A atmosfera deste lugar é sombria, pesada, triste, deprimente em grau inconcebível; parece impregnada de todas as influencias mais opostas ao bem. Tal é o seu caráter essencial, gerado por todos os que são conduzidos a este triste lugar por suas más paixões. Todos os desejos, tidos os sentimentos tórridos encontram ali materiais apropriados à sua expressão. Ali nada falta do que pode existir no lugar mais infecto, onde, entretanto, não se levam em conta todos os horrores que se ocultam à vista física e que ali se mostram em sua hedionda nudez.
O caráter repelente desta região é largamente acrescido pelo fato da forma, no mundo astral, se adaptar ao caráter. O homem presa de paixões repugnantes mostra, portanto, o aspecto exato do que é. Os apetites bestiais dão ao corpo astral um aspecto bestial, e as formas hediondas e terríveis, semi-humanas e semi-animais são a expressão mais adequada das almas que se tornam semelhantes aos brutos.

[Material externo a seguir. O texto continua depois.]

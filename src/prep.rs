//! Offline sprite preparation
//!
//! Trims, whitens-out and resizes every PNG in a directory by shelling out to
//! ImageMagick's `convert`, writing the results to a fixed output directory.
//! Not part of the game runtime.

use std::ffi::OsString;
use std::io::Write;
use std::path::{Path, PathBuf};
use std::process::Command;

use thiserror::Error;

/// Errors raised by the preparation tool
#[derive(Debug, Error)]
pub enum PrepareError {
    #[error("Usage: {program} <directory>")]
    Usage { program: String },
    #[error("cannot read directory {path}: {source}")]
    ReadDir {
        path: PathBuf,
        #[source]
        source: std::io::Error,
    },
    #[error("cannot create output directory {path}: {source}")]
    CreateOutput {
        path: PathBuf,
        #[source]
        source: std::io::Error,
    },
    #[error("failed to run {program}: {source}")]
    Spawn {
        program: String,
        #[source]
        source: std::io::Error,
    },
    #[error("failed to write progress: {0}")]
    Progress(#[source] std::io::Error),
}

/// How images are trimmed and where they go
#[derive(Debug, Clone)]
pub struct TrimOptions {
    /// External tool to invoke
    pub program: String,
    /// Colour distance tolerance for trim/transparency, in percent
    pub fuzz_percent: u32,
    /// Colour made transparent
    pub transparent: String,
    /// Target bounding box (width, height)
    pub size: (u32, u32),
    pub output_dir: PathBuf,
}

impl Default for TrimOptions {
    fn default() -> Self {
        Self {
            program: "convert".to_string(),
            fuzz_percent: 10,
            transparent: "white".to_string(),
            size: (50, 50),
            output_dir: PathBuf::from("./static"),
        }
    }
}

impl TrimOptions {
    /// Where the processed copy of `image` is written
    pub fn output_path(&self, image: &Path) -> PathBuf {
        match image.file_name() {
            Some(name) => self.output_dir.join(name),
            None => self.output_dir.join(image),
        }
    }

    /// Arguments passed to the external tool for one image
    pub fn args(&self, image: &Path) -> Vec<OsString> {
        vec![
            "-trim".into(),
            "-fuzz".into(),
            format!("{}%", self.fuzz_percent).into(),
            "-transparent".into(),
            self.transparent.clone().into(),
            "-resize".into(),
            format!("{}x{}", self.size.0, self.size.1).into(),
            image.as_os_str().to_owned(),
            self.output_path(image).into_os_string(),
        ]
    }

    pub fn command(&self, image: &Path) -> Command {
        let mut cmd = Command::new(&self.program);
        cmd.args(self.args(image));
        cmd
    }
}

/// Outcome of a preparation run
#[derive(Debug, Clone, Copy, Default, PartialEq, Eq)]
pub struct PrepSummary {
    pub processed: usize,
    pub failed: usize,
}

/// Extract the single directory argument from `argv` (program name first)
pub fn parse_args<I, S>(args: I) -> Result<PathBuf, PrepareError>
where
    I: IntoIterator<Item = S>,
    S: Into<String>,
{
    let mut args = args.into_iter().map(Into::into);
    let program = args.next().unwrap_or_else(|| "prepare-images".to_string());
    match (args.next(), args.next()) {
        (Some(dir), None) => Ok(PathBuf::from(dir)),
        _ => Err(PrepareError::Usage { program }),
    }
}

/// PNG files directly inside `dir`, sorted by path
pub fn find_images(dir: &Path) -> Result<Vec<PathBuf>, PrepareError> {
    let read_err = |source| PrepareError::ReadDir {
        path: dir.to_path_buf(),
        source,
    };

    let mut images = Vec::new();
    for entry in std::fs::read_dir(dir).map_err(read_err)? {
        let path = entry.map_err(read_err)?.path();
        if path.is_file() && path.extension().is_some_and(|ext| ext == "png") {
            images.push(path);
        }
    }
    images.sort();
    Ok(images)
}

/// Process every image in `dir`, reporting progress lines to `out`.
///
/// A non-zero exit from the tool is logged and counted; failing to start the
/// tool at all aborts the run.
pub fn run(
    dir: &Path,
    options: &TrimOptions,
    out: &mut impl Write,
) -> Result<PrepSummary, PrepareError> {
    let images = find_images(dir)?;
    std::fs::create_dir_all(&options.output_dir).map_err(|source| {
        PrepareError::CreateOutput {
            path: options.output_dir.clone(),
            source,
        }
    })?;

    let mut summary = PrepSummary::default();
    for image in &images {
        writeln!(out, "Processing: {}", image.display()).map_err(PrepareError::Progress)?;

        let status = options
            .command(image)
            .status()
            .map_err(|source| PrepareError::Spawn {
                program: options.program.clone(),
                source,
            })?;

        if status.success() {
            summary.processed += 1;
        } else {
            log::warn!("{} exited with {} for {}", options.program, status, image.display());
            summary.failed += 1;
        }
    }

    Ok(summary)
}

Ninguém, no mundo astral, pode ser hipócrita nem dissimular seus maus pensamentos sob o véu de aparências virtuosas. Tudo que o homem é, manifesta em sua forma e seu aspecto exterior; irradiando beleza quando seus pensamentos são nobres; asqueroso e repelente, quando sua natureza é vil. Compreender-se-á facilmente porque os Mestres, tais como Buda, de visão infalível, para quem todos os mundos estão abertos, puderam descrever o que viam nestes infernos, numa linguagem de um realismo terrível, que, por vezes, parece incrível aos leitores de hoje, porque esquecem que as almas uma vez libertadas da matéria pesada e pouco plástica do mundo físico, aparecem sob a forma que lhes corresponde, tendo exatamente o aspecto do que na verdade são. Mesmo neste baixo mundo, um facínora vil apresenta um aspecto repugnante; - que devemos pois esperar com a matéria astral mais plástica, que se adapta à maior impulsão dos desejos criminosos? É, pois, natural que um tal homem revista forma horrível e se manifeste com um verdadeiro luxo de odiosas transformações.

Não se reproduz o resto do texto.